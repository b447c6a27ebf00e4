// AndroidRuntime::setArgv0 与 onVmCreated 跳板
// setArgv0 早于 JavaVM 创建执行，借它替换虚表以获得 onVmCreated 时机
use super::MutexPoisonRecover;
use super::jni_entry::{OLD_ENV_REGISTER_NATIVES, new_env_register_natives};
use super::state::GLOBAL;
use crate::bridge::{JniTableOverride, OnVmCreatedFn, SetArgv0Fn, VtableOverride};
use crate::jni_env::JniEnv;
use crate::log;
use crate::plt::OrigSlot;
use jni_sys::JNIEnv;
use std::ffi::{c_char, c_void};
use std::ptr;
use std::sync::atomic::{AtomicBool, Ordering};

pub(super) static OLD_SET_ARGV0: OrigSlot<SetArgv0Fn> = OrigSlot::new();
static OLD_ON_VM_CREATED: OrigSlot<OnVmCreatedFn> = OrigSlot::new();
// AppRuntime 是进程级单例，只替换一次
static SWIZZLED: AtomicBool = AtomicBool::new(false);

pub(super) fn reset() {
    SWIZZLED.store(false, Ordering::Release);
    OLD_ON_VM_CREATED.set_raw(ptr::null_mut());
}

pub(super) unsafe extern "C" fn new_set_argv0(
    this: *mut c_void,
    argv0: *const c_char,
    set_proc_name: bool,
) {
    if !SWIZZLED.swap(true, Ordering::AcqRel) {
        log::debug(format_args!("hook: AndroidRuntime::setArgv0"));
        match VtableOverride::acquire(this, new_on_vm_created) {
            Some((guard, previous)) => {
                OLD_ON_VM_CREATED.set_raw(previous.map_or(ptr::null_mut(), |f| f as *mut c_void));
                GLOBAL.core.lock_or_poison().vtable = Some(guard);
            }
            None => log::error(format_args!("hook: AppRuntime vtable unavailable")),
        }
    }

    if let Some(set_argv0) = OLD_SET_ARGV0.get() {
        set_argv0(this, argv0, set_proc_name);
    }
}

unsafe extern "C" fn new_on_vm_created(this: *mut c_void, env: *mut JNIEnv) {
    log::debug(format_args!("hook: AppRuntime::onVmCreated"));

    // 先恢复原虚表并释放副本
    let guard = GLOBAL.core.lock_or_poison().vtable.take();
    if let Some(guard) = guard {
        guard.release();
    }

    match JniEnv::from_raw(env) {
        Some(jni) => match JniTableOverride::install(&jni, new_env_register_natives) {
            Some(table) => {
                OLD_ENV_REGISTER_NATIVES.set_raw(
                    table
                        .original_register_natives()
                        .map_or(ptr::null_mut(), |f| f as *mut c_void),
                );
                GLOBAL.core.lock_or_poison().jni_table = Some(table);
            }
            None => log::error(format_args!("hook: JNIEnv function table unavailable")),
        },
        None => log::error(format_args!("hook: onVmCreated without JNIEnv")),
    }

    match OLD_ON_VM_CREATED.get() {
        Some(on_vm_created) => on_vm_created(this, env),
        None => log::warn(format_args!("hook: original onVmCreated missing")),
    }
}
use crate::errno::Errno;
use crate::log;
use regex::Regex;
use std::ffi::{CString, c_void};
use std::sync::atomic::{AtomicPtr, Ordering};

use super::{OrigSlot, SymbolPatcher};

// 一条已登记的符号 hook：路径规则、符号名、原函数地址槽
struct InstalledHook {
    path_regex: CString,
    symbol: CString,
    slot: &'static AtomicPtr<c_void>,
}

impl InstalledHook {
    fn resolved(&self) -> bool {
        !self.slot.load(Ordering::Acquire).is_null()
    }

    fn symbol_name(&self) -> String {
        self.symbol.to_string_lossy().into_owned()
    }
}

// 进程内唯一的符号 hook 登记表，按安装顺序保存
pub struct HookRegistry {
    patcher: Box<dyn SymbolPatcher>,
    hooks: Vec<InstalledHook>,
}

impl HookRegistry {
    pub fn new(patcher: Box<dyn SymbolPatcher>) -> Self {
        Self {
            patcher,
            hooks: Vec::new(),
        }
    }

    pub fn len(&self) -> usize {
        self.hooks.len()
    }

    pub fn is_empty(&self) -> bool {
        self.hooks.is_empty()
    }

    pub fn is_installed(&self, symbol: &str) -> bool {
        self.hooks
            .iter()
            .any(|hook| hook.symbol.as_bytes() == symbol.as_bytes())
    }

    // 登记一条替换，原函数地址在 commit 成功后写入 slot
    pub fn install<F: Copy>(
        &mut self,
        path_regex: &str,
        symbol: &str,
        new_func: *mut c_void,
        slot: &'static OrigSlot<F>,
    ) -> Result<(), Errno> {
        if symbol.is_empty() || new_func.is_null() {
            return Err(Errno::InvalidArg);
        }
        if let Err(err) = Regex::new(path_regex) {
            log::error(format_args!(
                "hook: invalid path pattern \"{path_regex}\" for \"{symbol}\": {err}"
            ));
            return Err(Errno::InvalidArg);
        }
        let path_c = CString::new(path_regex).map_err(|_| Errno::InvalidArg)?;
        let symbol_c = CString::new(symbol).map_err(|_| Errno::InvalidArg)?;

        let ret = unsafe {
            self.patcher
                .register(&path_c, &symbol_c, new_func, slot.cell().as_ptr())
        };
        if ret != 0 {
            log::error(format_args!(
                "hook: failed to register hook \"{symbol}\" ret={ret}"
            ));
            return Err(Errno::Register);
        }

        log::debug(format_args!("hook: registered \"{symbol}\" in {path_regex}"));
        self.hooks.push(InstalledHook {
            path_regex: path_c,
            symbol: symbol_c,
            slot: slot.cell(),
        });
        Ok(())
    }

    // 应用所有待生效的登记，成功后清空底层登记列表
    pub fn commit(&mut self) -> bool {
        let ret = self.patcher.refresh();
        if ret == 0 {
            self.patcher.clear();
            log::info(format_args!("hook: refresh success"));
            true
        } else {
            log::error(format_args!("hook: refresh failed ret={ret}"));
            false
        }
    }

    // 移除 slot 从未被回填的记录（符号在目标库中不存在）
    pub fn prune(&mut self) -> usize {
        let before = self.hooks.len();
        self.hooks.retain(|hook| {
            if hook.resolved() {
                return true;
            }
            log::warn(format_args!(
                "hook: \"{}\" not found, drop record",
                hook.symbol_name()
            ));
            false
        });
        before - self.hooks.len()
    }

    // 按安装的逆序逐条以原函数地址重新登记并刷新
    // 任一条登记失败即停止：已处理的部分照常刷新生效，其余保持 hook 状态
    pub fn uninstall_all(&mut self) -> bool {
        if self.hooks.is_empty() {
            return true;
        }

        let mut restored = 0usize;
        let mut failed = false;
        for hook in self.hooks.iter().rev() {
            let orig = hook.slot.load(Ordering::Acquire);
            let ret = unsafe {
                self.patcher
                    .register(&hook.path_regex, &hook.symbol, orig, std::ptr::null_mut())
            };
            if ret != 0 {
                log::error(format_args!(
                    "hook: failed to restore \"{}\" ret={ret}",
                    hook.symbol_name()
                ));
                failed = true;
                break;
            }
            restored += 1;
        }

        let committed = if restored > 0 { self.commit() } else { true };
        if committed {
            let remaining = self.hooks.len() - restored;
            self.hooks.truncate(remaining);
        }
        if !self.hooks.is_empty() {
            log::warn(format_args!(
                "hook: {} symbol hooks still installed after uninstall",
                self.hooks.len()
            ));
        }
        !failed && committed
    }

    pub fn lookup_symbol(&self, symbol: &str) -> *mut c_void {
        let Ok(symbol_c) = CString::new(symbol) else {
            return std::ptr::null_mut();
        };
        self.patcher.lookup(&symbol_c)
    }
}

+---+

**Problem statement**
Lines with "AndroidRuntime" in them are what the answer must contain; copy each from the records above.

**Completed task**
// AndroidRuntime::setArgv0 与 onVmCreated 跳板
        log::debug(format_args!("hook: AndroidRuntime::setArgv0"));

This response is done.